:: To do ::
In the material below, how many lines include the word "const"? Write only the number.

:: Supplied records ::
────────

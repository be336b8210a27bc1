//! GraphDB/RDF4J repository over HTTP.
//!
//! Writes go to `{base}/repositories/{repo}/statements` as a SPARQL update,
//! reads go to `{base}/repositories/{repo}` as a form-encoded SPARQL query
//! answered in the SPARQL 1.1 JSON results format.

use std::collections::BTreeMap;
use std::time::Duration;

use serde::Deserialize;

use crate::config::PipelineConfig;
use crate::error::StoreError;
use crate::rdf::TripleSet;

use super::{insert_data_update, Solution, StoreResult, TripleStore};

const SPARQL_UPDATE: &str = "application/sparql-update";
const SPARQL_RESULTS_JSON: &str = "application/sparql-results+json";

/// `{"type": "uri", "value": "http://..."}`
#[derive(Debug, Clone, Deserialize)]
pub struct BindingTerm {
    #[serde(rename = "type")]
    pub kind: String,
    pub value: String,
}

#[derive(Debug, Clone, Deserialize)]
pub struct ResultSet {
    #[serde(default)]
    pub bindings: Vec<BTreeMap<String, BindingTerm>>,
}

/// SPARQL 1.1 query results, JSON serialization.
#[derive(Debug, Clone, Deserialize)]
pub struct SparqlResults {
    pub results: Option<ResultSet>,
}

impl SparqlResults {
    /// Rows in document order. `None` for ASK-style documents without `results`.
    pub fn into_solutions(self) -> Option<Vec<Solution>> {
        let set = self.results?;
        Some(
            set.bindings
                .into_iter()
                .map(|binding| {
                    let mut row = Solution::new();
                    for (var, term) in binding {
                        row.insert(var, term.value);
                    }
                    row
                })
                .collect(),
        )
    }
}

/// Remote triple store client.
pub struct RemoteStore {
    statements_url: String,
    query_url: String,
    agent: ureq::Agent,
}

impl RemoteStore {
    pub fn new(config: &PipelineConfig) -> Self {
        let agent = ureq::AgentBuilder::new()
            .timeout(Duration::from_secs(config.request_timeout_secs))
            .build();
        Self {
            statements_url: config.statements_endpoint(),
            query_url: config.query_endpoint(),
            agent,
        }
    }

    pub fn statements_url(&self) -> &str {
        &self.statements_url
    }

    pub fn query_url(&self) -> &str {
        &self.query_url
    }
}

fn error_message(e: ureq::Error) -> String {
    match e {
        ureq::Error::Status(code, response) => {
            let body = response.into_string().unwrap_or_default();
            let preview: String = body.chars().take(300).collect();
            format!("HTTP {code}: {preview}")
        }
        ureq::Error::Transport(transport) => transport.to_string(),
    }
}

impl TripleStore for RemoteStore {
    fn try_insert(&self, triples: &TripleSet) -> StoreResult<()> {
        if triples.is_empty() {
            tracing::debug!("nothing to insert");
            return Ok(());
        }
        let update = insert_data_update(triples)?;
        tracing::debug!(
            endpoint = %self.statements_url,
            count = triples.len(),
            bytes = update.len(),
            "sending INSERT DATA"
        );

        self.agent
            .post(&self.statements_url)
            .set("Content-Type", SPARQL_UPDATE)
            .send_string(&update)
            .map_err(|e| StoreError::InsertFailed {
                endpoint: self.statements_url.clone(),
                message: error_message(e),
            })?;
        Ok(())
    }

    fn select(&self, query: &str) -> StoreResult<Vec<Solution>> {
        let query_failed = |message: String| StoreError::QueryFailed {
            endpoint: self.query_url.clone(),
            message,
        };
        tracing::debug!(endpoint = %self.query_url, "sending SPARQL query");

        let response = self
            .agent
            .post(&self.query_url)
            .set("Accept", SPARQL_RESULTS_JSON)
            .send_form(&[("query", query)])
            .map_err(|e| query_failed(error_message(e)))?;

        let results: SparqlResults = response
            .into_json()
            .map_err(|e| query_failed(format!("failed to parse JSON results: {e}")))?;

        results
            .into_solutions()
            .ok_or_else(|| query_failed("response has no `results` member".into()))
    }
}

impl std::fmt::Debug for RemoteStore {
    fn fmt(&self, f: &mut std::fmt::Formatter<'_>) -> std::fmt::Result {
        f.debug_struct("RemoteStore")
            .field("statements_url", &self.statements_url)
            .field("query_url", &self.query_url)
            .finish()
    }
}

────────

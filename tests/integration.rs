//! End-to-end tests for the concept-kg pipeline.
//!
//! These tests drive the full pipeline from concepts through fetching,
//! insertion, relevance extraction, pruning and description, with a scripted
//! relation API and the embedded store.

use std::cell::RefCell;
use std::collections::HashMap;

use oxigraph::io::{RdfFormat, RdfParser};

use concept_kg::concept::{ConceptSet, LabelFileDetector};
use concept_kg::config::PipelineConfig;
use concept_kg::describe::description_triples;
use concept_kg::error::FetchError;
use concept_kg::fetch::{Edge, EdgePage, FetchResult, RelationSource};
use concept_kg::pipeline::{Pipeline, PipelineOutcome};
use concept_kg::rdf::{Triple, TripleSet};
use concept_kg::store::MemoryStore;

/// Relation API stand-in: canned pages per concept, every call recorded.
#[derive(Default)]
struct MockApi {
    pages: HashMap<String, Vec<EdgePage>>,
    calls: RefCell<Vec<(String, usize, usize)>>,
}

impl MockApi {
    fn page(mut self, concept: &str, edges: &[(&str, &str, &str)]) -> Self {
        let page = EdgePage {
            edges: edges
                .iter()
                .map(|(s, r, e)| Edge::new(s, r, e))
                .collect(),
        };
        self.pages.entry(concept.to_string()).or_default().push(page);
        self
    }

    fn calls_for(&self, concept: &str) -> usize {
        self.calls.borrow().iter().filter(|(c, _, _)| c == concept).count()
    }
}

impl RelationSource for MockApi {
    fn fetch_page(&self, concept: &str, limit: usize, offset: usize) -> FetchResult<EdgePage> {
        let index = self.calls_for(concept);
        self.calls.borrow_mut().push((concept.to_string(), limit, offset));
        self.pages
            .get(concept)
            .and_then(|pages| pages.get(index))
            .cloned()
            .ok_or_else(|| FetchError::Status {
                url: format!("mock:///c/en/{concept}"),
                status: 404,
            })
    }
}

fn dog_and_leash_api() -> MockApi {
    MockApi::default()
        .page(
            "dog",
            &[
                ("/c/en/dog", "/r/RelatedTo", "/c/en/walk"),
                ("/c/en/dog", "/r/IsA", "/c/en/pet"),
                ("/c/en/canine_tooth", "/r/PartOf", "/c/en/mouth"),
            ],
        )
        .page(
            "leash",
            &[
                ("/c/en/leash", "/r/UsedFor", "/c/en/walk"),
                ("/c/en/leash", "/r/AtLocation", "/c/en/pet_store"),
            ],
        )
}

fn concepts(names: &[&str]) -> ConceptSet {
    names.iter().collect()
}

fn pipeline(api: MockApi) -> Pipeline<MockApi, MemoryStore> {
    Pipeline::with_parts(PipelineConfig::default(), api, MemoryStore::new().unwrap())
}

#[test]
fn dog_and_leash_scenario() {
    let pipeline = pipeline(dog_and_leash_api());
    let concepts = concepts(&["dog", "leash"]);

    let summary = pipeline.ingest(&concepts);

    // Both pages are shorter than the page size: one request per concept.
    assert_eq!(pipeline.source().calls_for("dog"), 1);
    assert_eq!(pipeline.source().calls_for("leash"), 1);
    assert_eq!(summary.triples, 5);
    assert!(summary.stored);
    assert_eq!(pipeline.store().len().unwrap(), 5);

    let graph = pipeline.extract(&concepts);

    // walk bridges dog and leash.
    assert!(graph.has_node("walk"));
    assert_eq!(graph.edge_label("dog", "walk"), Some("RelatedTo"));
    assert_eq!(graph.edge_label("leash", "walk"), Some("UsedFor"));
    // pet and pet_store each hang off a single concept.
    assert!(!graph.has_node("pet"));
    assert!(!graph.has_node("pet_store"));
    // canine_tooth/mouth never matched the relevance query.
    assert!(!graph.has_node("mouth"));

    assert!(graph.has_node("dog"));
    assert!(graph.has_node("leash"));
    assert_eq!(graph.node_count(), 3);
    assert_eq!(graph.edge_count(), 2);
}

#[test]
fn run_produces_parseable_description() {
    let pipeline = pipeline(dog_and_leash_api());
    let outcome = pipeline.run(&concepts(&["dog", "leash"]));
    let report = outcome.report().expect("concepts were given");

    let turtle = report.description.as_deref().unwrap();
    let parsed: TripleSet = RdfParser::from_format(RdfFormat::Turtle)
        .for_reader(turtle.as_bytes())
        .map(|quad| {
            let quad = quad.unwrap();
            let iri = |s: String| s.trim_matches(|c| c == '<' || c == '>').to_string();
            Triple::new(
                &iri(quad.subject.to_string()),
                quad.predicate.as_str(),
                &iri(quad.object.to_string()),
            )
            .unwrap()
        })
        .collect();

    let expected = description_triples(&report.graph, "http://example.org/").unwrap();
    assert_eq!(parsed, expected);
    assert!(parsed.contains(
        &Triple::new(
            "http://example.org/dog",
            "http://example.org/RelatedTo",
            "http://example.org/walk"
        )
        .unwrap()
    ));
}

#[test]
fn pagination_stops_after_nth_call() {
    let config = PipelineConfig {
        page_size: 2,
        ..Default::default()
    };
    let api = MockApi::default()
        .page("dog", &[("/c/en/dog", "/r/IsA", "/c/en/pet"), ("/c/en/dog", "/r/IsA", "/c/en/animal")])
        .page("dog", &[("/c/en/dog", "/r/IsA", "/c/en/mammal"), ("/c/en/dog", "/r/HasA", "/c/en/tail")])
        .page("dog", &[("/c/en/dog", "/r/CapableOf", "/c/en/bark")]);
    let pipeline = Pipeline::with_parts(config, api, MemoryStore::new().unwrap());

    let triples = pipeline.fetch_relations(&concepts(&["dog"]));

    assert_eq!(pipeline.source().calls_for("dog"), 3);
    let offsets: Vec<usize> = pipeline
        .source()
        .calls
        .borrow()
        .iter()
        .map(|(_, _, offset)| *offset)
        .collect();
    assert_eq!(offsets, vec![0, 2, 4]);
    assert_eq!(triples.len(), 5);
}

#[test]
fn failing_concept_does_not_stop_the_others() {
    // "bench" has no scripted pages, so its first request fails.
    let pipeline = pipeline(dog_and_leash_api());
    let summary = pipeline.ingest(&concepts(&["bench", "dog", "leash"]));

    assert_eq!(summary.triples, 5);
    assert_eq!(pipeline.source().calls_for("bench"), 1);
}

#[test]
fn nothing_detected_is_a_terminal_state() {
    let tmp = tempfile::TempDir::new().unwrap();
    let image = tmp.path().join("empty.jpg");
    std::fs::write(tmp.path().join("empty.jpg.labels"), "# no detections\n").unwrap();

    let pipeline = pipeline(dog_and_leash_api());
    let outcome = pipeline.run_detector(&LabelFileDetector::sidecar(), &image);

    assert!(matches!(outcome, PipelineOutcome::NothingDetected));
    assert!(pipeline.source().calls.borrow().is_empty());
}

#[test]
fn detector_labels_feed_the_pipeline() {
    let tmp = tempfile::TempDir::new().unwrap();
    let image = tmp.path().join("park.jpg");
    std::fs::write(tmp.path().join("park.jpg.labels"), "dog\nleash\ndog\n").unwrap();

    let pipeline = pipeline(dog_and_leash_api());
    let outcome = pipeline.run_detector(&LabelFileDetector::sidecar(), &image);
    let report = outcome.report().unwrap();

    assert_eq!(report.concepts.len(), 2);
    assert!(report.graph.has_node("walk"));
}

────────

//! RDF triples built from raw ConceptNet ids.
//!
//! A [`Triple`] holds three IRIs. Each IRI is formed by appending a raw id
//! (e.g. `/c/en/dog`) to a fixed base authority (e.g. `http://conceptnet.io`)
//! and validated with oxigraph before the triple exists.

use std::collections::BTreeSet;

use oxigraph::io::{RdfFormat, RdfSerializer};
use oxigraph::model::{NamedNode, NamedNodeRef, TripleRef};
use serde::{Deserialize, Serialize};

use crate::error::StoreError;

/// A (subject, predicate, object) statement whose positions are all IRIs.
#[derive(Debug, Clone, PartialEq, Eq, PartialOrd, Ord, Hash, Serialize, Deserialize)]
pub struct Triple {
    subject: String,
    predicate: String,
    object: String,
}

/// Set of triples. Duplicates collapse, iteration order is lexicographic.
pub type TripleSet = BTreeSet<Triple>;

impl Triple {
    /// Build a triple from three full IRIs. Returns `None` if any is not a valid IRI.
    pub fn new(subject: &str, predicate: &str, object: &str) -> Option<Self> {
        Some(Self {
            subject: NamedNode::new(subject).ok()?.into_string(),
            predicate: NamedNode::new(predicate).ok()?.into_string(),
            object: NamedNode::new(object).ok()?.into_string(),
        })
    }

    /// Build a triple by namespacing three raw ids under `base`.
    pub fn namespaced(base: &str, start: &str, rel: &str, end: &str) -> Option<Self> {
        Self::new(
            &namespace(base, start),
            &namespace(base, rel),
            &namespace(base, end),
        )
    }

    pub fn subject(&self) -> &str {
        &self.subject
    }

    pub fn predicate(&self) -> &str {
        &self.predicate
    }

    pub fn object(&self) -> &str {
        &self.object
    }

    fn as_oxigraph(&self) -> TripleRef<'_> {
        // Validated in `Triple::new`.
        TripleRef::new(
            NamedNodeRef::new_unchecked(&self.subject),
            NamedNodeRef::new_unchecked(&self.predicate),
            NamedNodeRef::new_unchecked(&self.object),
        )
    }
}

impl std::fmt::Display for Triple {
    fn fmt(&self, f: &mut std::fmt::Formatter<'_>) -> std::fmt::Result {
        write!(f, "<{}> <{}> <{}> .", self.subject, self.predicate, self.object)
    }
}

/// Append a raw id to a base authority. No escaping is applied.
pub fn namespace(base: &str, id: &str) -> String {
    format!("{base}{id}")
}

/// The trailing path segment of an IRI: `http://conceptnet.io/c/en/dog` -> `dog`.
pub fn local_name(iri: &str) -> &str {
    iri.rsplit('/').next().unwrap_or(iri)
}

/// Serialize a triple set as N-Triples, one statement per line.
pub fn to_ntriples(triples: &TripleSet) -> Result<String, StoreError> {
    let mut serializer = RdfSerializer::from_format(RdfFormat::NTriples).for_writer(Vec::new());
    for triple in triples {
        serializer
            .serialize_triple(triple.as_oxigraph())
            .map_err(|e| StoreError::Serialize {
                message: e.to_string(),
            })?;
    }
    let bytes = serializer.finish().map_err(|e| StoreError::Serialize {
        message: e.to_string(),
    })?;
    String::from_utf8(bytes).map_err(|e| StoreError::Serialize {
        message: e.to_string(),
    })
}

────────

:: Response to this task ::
2